Del Toro's 1997 film Mimic, however, didn't fare as well, garnering mixed reviews from the critics and tepid box-office business. The movie, starring Academy Award-winner Mira Sorvino, is a cautionary tale of genetically manipulated insects that terrorize New York City. Despite the conventional Hollywood ending that was not as del Toro had envisioned it, Roger Ebert wrote, "Del Toro is a director with a genuine visual sense, with a way of drawing us into his story and evoking the mood with the very look and texture of his shots."

Del Toro has a theory about the respective success of each film. "In Cronos, the only explanation you need is there's an insect that acts like a living filter. Resurrection is not as strange to insects. They are known to come crawling out of rocks after hundreds of years. That's all you need. That's all the audience is thinking. That was my big fight on Mimic. We explained too much in a very poor way. There was too much science. Science always sounds fake if you don't make it a mythology. If you make science a mythology, it's attractive to the audience. But if you try to use science as a tool of truth, it's horrible. In Mimic, the moment you say 'DNA,' it's screwed."
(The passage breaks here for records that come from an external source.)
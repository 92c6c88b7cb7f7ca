//! Announcer: сообщения раунда и game over
//!
//! Текст берётся из внешнего `FlavorTextService` (генератор фраз) в фоновом
//! потоке. Тик никогда не ждёт сервис:
//! - запрос сразу ставит fallback ("Round N" / "You Survived... until now.");
//! - готовый ответ приходит через crossbeam channel и подменяет fallback
//!   в collect_announcements (каждый update, даже на паузе);
//! - ответы прошлой сессии (до Start/Reset/Quit) отбрасываются по generation.

use bevy::prelude::*;
use crossbeam_channel::{Receiver, Sender};
use std::sync::Arc;
use std::thread;
use std::time::{Duration, Instant};

use crate::logger;
use crate::SimulationTick;

pub const GAME_OVER_FALLBACK: &str = "You Survived... until now.";

pub fn round_fallback(round: u32) -> String {
    format!("Round {}", round)
}

#[derive(Debug, Clone, PartialEq, Eq, thiserror::Error)]
pub enum FlavorTextError {
    #[error("flavor text service is not configured")]
    Unavailable,

    #[error("flavor text request timed out")]
    Timeout,

    #[error("flavor text service failed: {0}")]
    Service(String),
}

/// Генератор фраз (может быть медленным и ненадёжным)
pub trait FlavorTextService: Send + Sync + 'static {
    fn round_intro(&self, round: u32) -> Result<String, FlavorTextError>;

    fn game_over(&self, round_reached: u32) -> Result<String, FlavorTextError>;
}

/// Сервиса нет: всегда fallback
#[derive(Debug, Clone, Copy, Default)]
pub struct NoFlavorText;

impl FlavorTextService for NoFlavorText {
    fn round_intro(&self, _round: u32) -> Result<String, FlavorTextError> {
        Err(FlavorTextError::Unavailable)
    }

    fn game_over(&self, _round_reached: u32) -> Result<String, FlavorTextError> {
        Err(FlavorTextError::Unavailable)
    }
}

#[derive(Debug, Clone, Copy, PartialEq, Eq)]
enum Slot {
    RoundIntro(u32),
    GameOver,
}

struct Delivery {
    generation: u64,
    slot: Slot,
    text: Result<String, FlavorTextError>,
}

#[derive(Resource)]
pub struct Announcer {
    service: Arc<dyn FlavorTextService>,
    sender: Sender<Delivery>,
    receiver: Receiver<Delivery>,
    generation: u64,
    /// Запросы, ответ на которые ещё не забран
    in_flight: usize,
    /// Раунд, чьё сообщение сейчас на экране
    shown_round: Option<u32>,
    round_message: String,
    game_over_message: Option<String>,
}

impl Default for Announcer {
    fn default() -> Self {
        Self::new(Arc::new(NoFlavorText))
    }
}

impl Announcer {
    pub fn new(service: Arc<dyn FlavorTextService>) -> Self {
        let (sender, receiver) = crossbeam_channel::unbounded();
        Self {
            service,
            sender,
            receiver,
            generation: 0,
            in_flight: 0,
            shown_round: None,
            round_message: String::new(),
            game_over_message: None,
        }
    }

    pub fn set_service(&mut self, service: Arc<dyn FlavorTextService>) {
        self.service = service;
    }

    /// Пустая строка = сообщения нет
    pub fn round_message(&self) -> &str {
        &self.round_message
    }

    pub fn game_over_message(&self) -> Option<&str> {
        self.game_over_message.as_deref()
    }

    /// Новая сессия: всё, что ещё летит от сервиса, устаревает
    pub fn new_session(&mut self) {
        self.generation += 1;
        self.shown_round = None;
        self.round_message.clear();
        self.game_over_message = None;
    }

    pub fn announce_round(&mut self, round: u32) {
        self.shown_round = Some(round);
        self.round_message = round_fallback(round);
        self.dispatch(Slot::RoundIntro(round), move |service| service.round_intro(round));
    }

    pub fn announce_game_over(&mut self, round_reached: u32) {
        self.game_over_message = Some(GAME_OVER_FALLBACK.to_string());
        self.dispatch(Slot::GameOver, move |service| service.game_over(round_reached));
    }

    pub fn clear_round_message(&mut self) {
        self.shown_round = None;
        self.round_message.clear();
    }

    fn dispatch<F>(&mut self, slot: Slot, request: F)
    where
        F: FnOnce(&dyn FlavorTextService) -> Result<String, FlavorTextError> + Send + 'static,
    {
        let service = Arc::clone(&self.service);
        let sender = self.sender.clone();
        let generation = self.generation;

        let spawned = thread::Builder::new()
            .name("flavor-text".to_string())
            .spawn(move || {
                let text = request(&*service);
                // Ошибка send = Announcer уже дропнут вместе со store
                let _ = sender.send(Delivery { generation, slot, text });
            });

        match spawned {
            Ok(_) => self.in_flight += 1,
            Err(err) => logger::log_warning(&format!("flavor text thread failed to start: {}", err)),
        }
    }

    /// Забрать готовые ответы. Возвращает сколько сообщений обновлено
    pub fn collect(&mut self) -> usize {
        let mut applied = 0;
        while let Ok(delivery) = self.receiver.try_recv() {
            applied += usize::from(self.apply(delivery));
        }
        applied
    }

    /// Дождаться ответов на все уже отправленные запросы (тесты, headless binary)
    pub fn wait_for_pending(&mut self, timeout: Duration) -> usize {
        let deadline = Instant::now() + timeout;
        let mut applied = self.collect();

        while self.in_flight > 0 {
            match self.receiver.recv_deadline(deadline) {
                Ok(delivery) => applied += usize::from(self.apply(delivery)),
                Err(_) => break,
            }
        }

        applied
    }

    fn apply(&mut self, delivery: Delivery) -> bool {
        self.in_flight = self.in_flight.saturating_sub(1);

        if delivery.generation != self.generation {
            return false;
        }

        let text = match delivery.text {
            Ok(text) if !text.trim().is_empty() => text,
            Ok(_) => return false,
            Err(err) => {
                logger::log(&format!("flavor text fallback kept: {}", err));
                return false;
            }
        };

        match delivery.slot {
            Slot::RoundIntro(round) if self.shown_round == Some(round) => {
                self.round_message = text;
                true
            }
            Slot::RoundIntro(_) => false,
            Slot::GameOver if self.game_over_message.is_some() => {
                self.game_over_message = Some(text);
                true
            }
            Slot::GameOver => false,
        }
    }
}

/// System: применить пришедшие фразы (каждый update, вне SimulationTick)
pub fn collect_announcements(mut announcer: ResMut<Announcer>) {
    announcer.collect();
}

/// Announcer Plugin
///
/// Фразы приходят и на паузе, поэтому collect_announcements не в тике.
pub struct AnnouncerPlugin;

impl Plugin for AnnouncerPlugin {
    fn build(&self, app: &mut App) {
        app.init_resource::<Announcer>();
        app.add_systems(Update, collect_announcements.after(SimulationTick));
    }
}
Although his two upcoming movies are currently demanding his attention, another one is clearly a labor of love. That project is a film based on the comic book Hellboy in development with Lawrence Gordon Productions. The series centers on a demon child, brought to Earth in 1944 during a bizarre Nazi experiment, who is saved and raised by a kindly scientist. Hellboy grows up to be an investigator for the pseudo-governmental Bureau for Paranormal Research and Defense. He is a monster that tracks down and destroys other monsters. Del Toro has completed several drafts of a Hellboy adventure script titled Seed of Destruction. There's a gravity to the Hellboy character and story that attracts del Toro. Maybe it reminds him of the "corner kid" in Guadalajara.
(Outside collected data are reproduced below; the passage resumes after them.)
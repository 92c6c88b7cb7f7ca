//! Wall-buy станции: покупка оружия и патронов со стены
//!
//! Станция "под прицелом", если игрок ближе wall_buy_radius (3D дистанция
//! от глаз до центра станции). Interact:
//! - в руках другое оружие → купить оружие за полную цену;
//! - в руках это же оружие → купить патроны за половину цены.

use bevy::prelude::*;

use crate::combat::{Armory, WeaponKind};
use crate::components::PlayerState;
use crate::config::SimulationConfig;
use crate::economy::{ammo_price, weapon_price};
use crate::error::Rejection;
use crate::input::TickInput;
use crate::logger;
use crate::schedule::Scheduler;

#[derive(Debug, Clone, Copy, PartialEq)]
pub struct WallBuy {
    pub position: Vec3,
    pub weapon: WeaponKind,
}

#[derive(Resource, Debug, Clone, PartialEq)]
pub struct WallBuyStations {
    pub stations: Vec<WallBuy>,
}

impl Default for WallBuyStations {
    fn default() -> Self {
        let station = |x, z, weapon| WallBuy {
            position: Vec3::new(x, 1.5, z),
            weapon,
        };

        Self {
            stations: vec![
                station(0.0, -14.475, WeaponKind::Rifle),
                station(0.0, 14.475, WeaponKind::Pump),
                station(24.475, 0.0, WeaponKind::Shotgun),
                station(-24.475, 0.0, WeaponKind::Pistol),
                station(-9.475, 5.0, WeaponKind::Smg),
                station(9.475, -5.0, WeaponKind::Sniper),
            ],
        }
    }
}

impl WallBuyStations {
    /// Ближайшая станция в радиусе (строго меньше)
    pub fn hovered(&self, eye: Vec3, radius: f32) -> Option<WallBuy> {
        self.stations
            .iter()
            .map(|station| (station, station.position.distance(eye)))
            .filter(|(_, distance)| *distance < radius)
            .min_by(|a, b| a.1.total_cmp(&b.1))
            .map(|(station, _)| *station)
    }
}

/// Что предложит станция при interact
#[derive(Debug, Clone, Copy, PartialEq, Eq)]
pub enum WallBuyOffer {
    Weapon { weapon: WeaponKind, cost: u32 },
    Ammo { weapon: WeaponKind, cost: u32 },
}

impl WallBuyOffer {
    pub fn for_station(station: &WallBuy, current: WeaponKind) -> Self {
        if station.weapon == current {
            WallBuyOffer::Ammo {
                weapon: station.weapon,
                cost: ammo_price(station.weapon),
            }
        } else {
            WallBuyOffer::Weapon {
                weapon: station.weapon,
                cost: weapon_price(station.weapon),
            }
        }
    }

    pub fn cost(&self) -> u32 {
        match self {
            WallBuyOffer::Weapon { cost, .. } | WallBuyOffer::Ammo { cost, .. } => *cost,
        }
    }

    /// Подсказка для HUD
    pub fn prompt(&self, balance: u32) -> String {
        let affordable = balance >= self.cost();
        match (self, affordable) {
            (WallBuyOffer::Ammo { cost, .. }, true) => format!("Press [E] to Buy Ammo (${})", cost),
            (WallBuyOffer::Ammo { cost, .. }, false) => format!("Not enough points for Ammo (${})", cost),
            (WallBuyOffer::Weapon { cost, .. }, true) => format!("Press [E] to Buy Weapon (${})", cost),
            (WallBuyOffer::Weapon { cost, .. }, false) => format!("Not enough points (${})", cost),
        }
    }
}

/// Покупка по предложению станции
pub fn purchase(
    offer: WallBuyOffer,
    player: &mut PlayerState,
    armory: &mut Armory,
    scheduler: &mut Scheduler,
) -> Result<(), Rejection> {
    match offer {
        WallBuyOffer::Weapon { weapon, .. } => armory.buy_weapon(weapon, &mut player.wallet, scheduler),
        WallBuyOffer::Ammo { weapon, .. } => armory.buy_ammo(weapon, &mut player.wallet),
    }
}

/// System: E рядом со станцией → покупка (TickStep::Input)
pub fn handle_wall_buy(
    input: Res<TickInput>,
    config: Res<SimulationConfig>,
    stations: Res<WallBuyStations>,
    mut player: ResMut<PlayerState>,
    mut armory: ResMut<Armory>,
    mut scheduler: ResMut<Scheduler>,
) {
    if !input.interact {
        return;
    }

    let Some(station) = stations.hovered(player.position, config.player.wall_buy_radius) else {
        logger::log(&format!("interact rejected: {}", Rejection::NothingToBuy));
        return;
    };

    let offer = WallBuyOffer::for_station(&station, armory.current());
    match purchase(offer, &mut player, &mut armory, &mut scheduler) {
        Ok(()) => logger::log_info(&format!("💰 {:?} (balance {})", offer, player.points())),
        Err(reason) => logger::log(&format!("purchase rejected: {}", reason)),
    }
}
In a volatile entertainment industry where deals fall apart daily, Hellboy is the movie del Toro would hate to lose the most. Two exquisite Hellboy paintings hang on the walls of his library, commissioned and paid for out of his own pocket. "I would literally do that movie for no money up front. I would bet my entire salary on the back end. Not a dollar for my services." That would be a safe bet after his Blade: Bloodhunt payday.
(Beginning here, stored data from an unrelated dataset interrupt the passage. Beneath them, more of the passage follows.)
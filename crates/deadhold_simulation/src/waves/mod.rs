//! Waves module: раунды и спавн зомби

use bevy::prelude::*;

pub mod director;


pub use director::{
    advance_round, next_spawn_delay_ms, roll_spawn, roll_variant, spawn_request, wave_director, zombies_for_round,
    RoundState, SpawnPoints,
};

use crate::components::ZombieIdAllocator;
use crate::TickStep;

/// Wave Plugin
///
/// wave_director в TickStep::Waves (после боя: убитые этого тика уже despawn'нуты)
pub struct WavePlugin;

impl Plugin for WavePlugin {
    fn build(&self, app: &mut App) {
        app.init_resource::<RoundState>()
            .init_resource::<SpawnPoints>()
            .init_resource::<ZombieIdAllocator>();

        app.add_systems(Update, wave_director.in_set(TickStep::Waves));
    }
}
He realizes horror films do not command much artistic respect. "Most people are ashamed of doing horror. Most of the guys I know that do horror are ashamed of doing horror. A lot of them just dream of going legit and doing Music of the Heart [directed by Wes Craven]. My other director friends tell me they worry about me."

But for del Toro, since watching that ill-fated episode of The Outer Limits from his crib, there was no turning back. "If I were doing porn, I'd do porn with a passion. If I don't do horror movies, I will not do movies at all."